(GIVEN RECORDS Opens)
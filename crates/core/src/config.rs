use std::env;
use std::fs;
use std::path::{Path, PathBuf};

use serde::{Deserialize, Serialize};
use thiserror::Error;

pub const DEFAULT_CONFIG_FILE: &str = "roster.toml";
pub const NESTED_CONFIG_FILE: &str = "config/roster.toml";

#[derive(Clone, Debug)]
pub struct AppConfig {
    pub database: DatabaseConfig,
    pub logging: LoggingConfig,
}

#[derive(Clone, Debug)]
pub struct DatabaseConfig {
    pub url: String,
    pub max_connections: u32,
    pub timeout_secs: u64,
}

#[derive(Clone, Debug)]
pub struct LoggingConfig {
    pub level: String,
    pub format: LogFormat,
}

#[derive(Clone, Copy, Debug, PartialEq, Eq, Serialize, Deserialize)]
#[serde(rename_all = "snake_case")]
pub enum LogFormat {
    Compact,
    Pretty,
    Json,
}

#[derive(Clone, Debug, Default)]
pub struct ConfigOverrides {
    pub database_url: Option<String>,
    pub database_max_connections: Option<u32>,
    pub log_level: Option<String>,
    pub log_format: Option<LogFormat>,
}

#[derive(Clone, Debug, Default)]
pub struct LoadOptions {
    pub config_path: Option<PathBuf>,
    pub require_file: bool,
    pub overrides: ConfigOverrides,
}

#[derive(Debug, Error)]
pub enum ConfigError {
    #[error("could not read config file `{path}`: {source}")]
    ReadFile { path: PathBuf, source: std::io::Error },
    #[error("could not parse config file `{path}`: {source}")]
    ParseFile { path: PathBuf, source: toml::de::Error },
    #[error("required config file was not found: `{0}`")]
    MissingConfigFile(PathBuf),
    #[error("environment variable interpolation failed for `{var}`")]
    MissingEnvInterpolation { var: String },
    #[error("unterminated environment interpolation expression")]
    UnterminatedInterpolation,
    #[error("invalid environment override for `{key}`: `{value}`")]
    InvalidEnvOverride { key: String, value: String },
    #[error("configuration validation failed: {0}")]
    Validation(String),
}

impl Default for AppConfig {
    fn default() -> Self {
        Self {
            database: DatabaseConfig {
                url: "sqlite://roster.db".to_string(),
                max_connections: 5,
                timeout_secs: 30,
            },
            logging: LoggingConfig { level: "info".to_string(), format: LogFormat::Compact },
        }
    }
}

impl std::str::FromStr for LogFormat {
    type Err = ConfigError;

    fn from_str(value: &str) -> Result<Self, Self::Err> {
        match value.trim().to_ascii_lowercase().as_str() {
            "compact" => Ok(Self::Compact),
            "pretty" => Ok(Self::Pretty),
            "json" => Ok(Self::Json),
            other => Err(ConfigError::Validation(format!(
                "unsupported log format `{other}` (expected compact|pretty|json)"
            ))),
        }
    }
}

impl AppConfig {
    /// Builds the effective configuration.
    ///
    /// Precedence, lowest first: built-in defaults, the TOML file, `ROSTER_*`
    /// environment variables, then `options.overrides`.
    pub fn load(options: LoadOptions) -> Result<Self, ConfigError> {
        let mut config = Self::default();
        let maybe_path = resolve_config_path(options.config_path.as_deref());

        if let Some(path) = maybe_path {
            let patch = read_patch(&path)?;
            config.apply_patch(patch);
        } else if options.require_file {
            let expected =
                options.config_path.unwrap_or_else(|| PathBuf::from(DEFAULT_CONFIG_FILE));
            return Err(ConfigError::MissingConfigFile(expected));
        }

        config.apply_env_overrides()?;
        config.apply_overrides(options.overrides);
        config.validate()?;

        Ok(config)
    }

    fn apply_patch(&mut self, patch: ConfigPatch) {
        if let Some(database) = patch.database {
            if let Some(url) = database.url {
                self.database.url = url;
            }
            if let Some(max_connections) = database.max_connections {
                self.database.max_connections = max_connections;
            }
            if let Some(timeout_secs) = database.timeout_secs {
                self.database.timeout_secs = timeout_secs;
            }
        }

        if let Some(logging) = patch.logging {
            if let Some(level) = logging.level {
                self.logging.level = level;
            }
            if let Some(format) = logging.format {
                self.logging.format = format;
            }
        }
    }

    fn apply_env_overrides(&mut self) -> Result<(), ConfigError> {
        if let Some(value) = read_env("ROSTER_DATABASE_URL") {
            self.database.url = value;
        }
        if let Some(value) = read_env("ROSTER_DATABASE_MAX_CONNECTIONS") {
            self.database.max_connections = parse_u32("ROSTER_DATABASE_MAX_CONNECTIONS", &value)?;
        }
        if let Some(value) = read_env("ROSTER_DATABASE_TIMEOUT_SECS") {
            self.database.timeout_secs = parse_u64("ROSTER_DATABASE_TIMEOUT_SECS", &value)?;
        }

        let log_level = read_env("ROSTER_LOGGING_LEVEL").or_else(|| read_env("ROSTER_LOG_LEVEL"));
        if let Some(value) = log_level {
            self.logging.level = value;
        }
        let log_format =
            read_env("ROSTER_LOGGING_FORMAT").or_else(|| read_env("ROSTER_LOG_FORMAT"));
        if let Some(value) = log_format {
            self.logging.format = value.parse()?;
        }

        Ok(())
    }

    fn apply_overrides(&mut self, overrides: ConfigOverrides) {
        if let Some(database_url) = overrides.database_url {
            self.database.url = database_url;
        }
        if let Some(max_connections) = overrides.database_max_connections {
            self.database.max_connections = max_connections;
        }
        if let Some(log_level) = overrides.log_level {
            self.logging.level = log_level;
        }
        if let Some(log_format) = overrides.log_format {
            self.logging.format = log_format;
        }
    }

    pub fn validate(&self) -> Result<(), ConfigError> {
        validate_database(&self.database)?;
        validate_logging(&self.logging)?;
        Ok(())
    }
}

pub fn resolve_config_path(explicit_path: Option<&Path>) -> Option<PathBuf> {
    if let Some(path) = explicit_path {
        return path.exists().then_some(path.to_path_buf());
    }

    [PathBuf::from(DEFAULT_CONFIG_FILE), PathBuf::from(NESTED_CONFIG_FILE)]
        .into_iter()
        .find(|path| path.exists())
}

fn read_patch(path: &Path) -> Result<ConfigPatch, ConfigError> {
    let raw = fs::read_to_string(path)
        .map_err(|source| ConfigError::ReadFile { path: path.to_path_buf(), source })?;

    let interpolated = interpolate_env_vars(&raw)?;
    toml::from_str::<ConfigPatch>(&interpolated)
        .map_err(|source| ConfigError::ParseFile { path: path.to_path_buf(), source })
}

fn interpolate_env_vars(input: &str) -> Result<String, ConfigError> {
    let mut output = String::with_capacity(input.len());
    let mut chars = input.chars().peekable();

    while let Some(ch) = chars.next() {
        if ch == '$' && matches!(chars.peek(), Some('{')) {
            chars.next();
            let mut key = String::new();

            loop {
                match chars.next() {
                    Some('}') => break,
                    Some(next) => key.push(next),
                    None => return Err(ConfigError::UnterminatedInterpolation),
                }
            }

            let value = env::var(&key)
                .map_err(|_| ConfigError::MissingEnvInterpolation { var: key.clone() })?;
            output.push_str(&value);
            continue;
        }

        output.push(ch);
    }

    Ok(output)
}

fn validate_database(database: &DatabaseConfig) -> Result<(), ConfigError> {
    let url = database.url.trim();
    let sqlite_url =
        url.starts_with("sqlite://") || url.starts_with("sqlite::") || url == ":memory:";
    if !sqlite_url {
        return Err(ConfigError::Validation(
            "database.url must be a sqlite URL (`sqlite://...`, `sqlite::...`, or `:memory:`)"
                .to_string(),
        ));
    }

    if database.max_connections == 0 {
        return Err(ConfigError::Validation(
            "database.max_connections must be greater than zero".to_string(),
        ));
    }

    if database.timeout_secs == 0 || database.timeout_secs > 300 {
        return Err(ConfigError::Validation(
            "database.timeout_secs must be in range 1..=300".to_string(),
        ));
    }

    Ok(())
}

fn validate_logging(logging: &LoggingConfig) -> Result<(), ConfigError> {
    let level = logging.level.trim().to_ascii_lowercase();
    match level.as_str() {
        "trace" | "debug" | "info" | "warn" | "error" => Ok(()),
        _ => Err(ConfigError::Validation(
            "logging.level must be one of trace|debug|info|warn|error".to_string(),
        )),
    }
}

fn read_env(key: &str) -> Option<String> {
    env::var(key).ok().filter(|value| !value.trim().is_empty())
}

fn parse_u32(key: &str, value: &str) -> Result<u32, ConfigError> {
    value.parse::<u32>().map_err(|_| ConfigError::InvalidEnvOverride {
        key: key.to_string(),
        value: value.to_string(),
    })
}

fn parse_u64(key: &str, value: &str) -> Result<u64, ConfigError> {
    value.parse::<u64>().map_err(|_| ConfigError::InvalidEnvOverride {
        key: key.to_string(),
        value: value.to_string(),
    })
}

#[derive(Debug, Default, Deserialize)]
struct ConfigPatch {
    database: Option<DatabasePatch>,
    logging: Option<LoggingPatch>,
}

#[derive(Debug, Default, Deserialize)]
struct DatabasePatch {
    url: Option<String>,
    max_connections: Option<u32>,
    timeout_secs: Option<u64>,
}

#[derive(Debug, Default, Deserialize)]
struct LoggingPatch {
    level: Option<String>,
    format: Option<LogFormat>,
}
(GIVEN RECORDS Closes)
# [PROBLEM TO WORK ON]
Where the data above reaches the line holding "return path.exists().then_some(path.to_path_buf());", begin printing, and stop after the line holding "let raw = fs::read_to_string(path)". Each line must be reproduced exactly, with nothing else added.

# [ANSWER TO THIS TASK]
        return path.exists().then_some(path.to_path_buf());
    }

    [PathBuf::from(DEFAULT_CONFIG_FILE), PathBuf::from(NESTED_CONFIG_FILE)]
        .into_iter()
        .find(|path| path.exists())
}

fn read_patch(path: &Path) -> Result<ConfigPatch, ConfigError> {
    let raw = fs::read_to_string(path)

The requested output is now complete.